Information provided:
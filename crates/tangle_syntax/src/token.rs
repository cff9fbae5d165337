//! Token definitions for the ES5 subset Tangle understands.
use crate::Span;

/// Token kind.
#[derive(Clone, Copy, Debug, PartialEq, Eq)]
pub enum TokenKind {
    /// Identifier.
    Ident,
    /// Numeric literal (decimal, float, or hex).
    Num,
    /// String literal (single or double quoted).
    Str,
    /// Regular expression literal.
    Regex,

    /// `var`
    KwVar,
    /// `function`
    KwFunction,
    /// `return`
    KwReturn,
    /// `new`
    KwNew,
    /// `delete`
    KwDelete,
    /// `typeof`
    KwTypeof,
    /// `instanceof`
    KwInstanceof,
    /// `in`
    KwIn,
    /// `this`
    KwThis,
    /// `if`
    KwIf,
    /// `else`
    KwElse,
    /// `for`
    KwFor,
    /// `while`
    KwWhile,
    /// `do`
    KwDo,
    /// `switch`
    KwSwitch,
    /// `case`
    KwCase,
    /// `default`
    KwDefault,
    /// `break`
    KwBreak,
    /// `continue`
    KwContinue,
    /// `try`
    KwTry,
    /// `catch`
    KwCatch,
    /// `finally`
    KwFinally,
    /// `throw`
    KwThrow,
    /// `void`
    KwVoid,
    /// `null`
    KwNull,
    /// `true`
    KwTrue,
    /// `false`
    KwFalse,

    /// `(`
    LParen,
    /// `)`
    RParen,
    /// `[`
    LBracket,
    /// `]`
    RBracket,
    /// `{`
    LBrace,
    /// `}`
    RBrace,

    /// `.`
    Dot,
    /// `,`
    Comma,
    /// `;`
    Semi,
    /// `:`
    Colon,
    /// `?`
    Question,

    /// `+`
    Plus,
    /// `-`
    Minus,
    /// `*`
    Star,
    /// `/`
    Slash,
    /// `%`
    Percent,

    /// `++`
    PlusPlus,
    /// `--`
    MinusMinus,

    /// `&`
    Amp,
    /// `|`
    Pipe,
    /// `^`
    Caret,
    /// `~`
    Tilde,
    /// `<<`
    Shl,
    /// `>>`
    Shr,
    /// `>>>`
    UShr,

    /// `&&`
    AmpAmp,
    /// `||`
    PipePipe,
    /// `!`
    Bang,

    /// `<`
    Lt,
    /// `>`
    Gt,
    /// `<=`
    Le,
    /// `>=`
    Ge,
    /// `==`
    EqEq,
    /// `!=`
    Ne,
    /// `===`
    EqEqEq,
    /// `!==`
    NeStrict,

    /// `=`
    Eq,
    /// `+=`
    PlusEq,
    /// `-=`
    MinusEq,
    /// `*=`
    StarEq,
    /// `/=`
    SlashEq,
    /// `%=`
    PercentEq,
    /// `&=`
    AmpEq,
    /// `|=`
    PipeEq,
    /// `^=`
    CaretEq,
    /// `<<=`
    ShlEq,
    /// `>>=`
    ShrEq,
    /// `>>>=`
    UShrEq,

    /// End of file.
    Eof,
}

impl TokenKind {
    /// True for tokens after which a `/` starts a division rather than a
    /// regex literal.
    pub fn ends_operand(self) -> bool {
        matches!(
            self,
            TokenKind::Ident
                | TokenKind::Num
                | TokenKind::Str
                | TokenKind::Regex
                | TokenKind::KwThis
                | TokenKind::KwNull
                | TokenKind::KwTrue
                | TokenKind::KwFalse
                | TokenKind::RParen
                | TokenKind::RBracket
                | TokenKind::PlusPlus
                | TokenKind::MinusMinus
        )
    }
}

/// Token.
#[derive(Clone, Copy, Debug, PartialEq, Eq)]
pub struct Token {
    pub kind: TokenKind,
    pub span: Span,
}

Task to complete:
Check each line of the records above for the word "literal", count the lines that have it, and give only the count.

Reply to the task:
4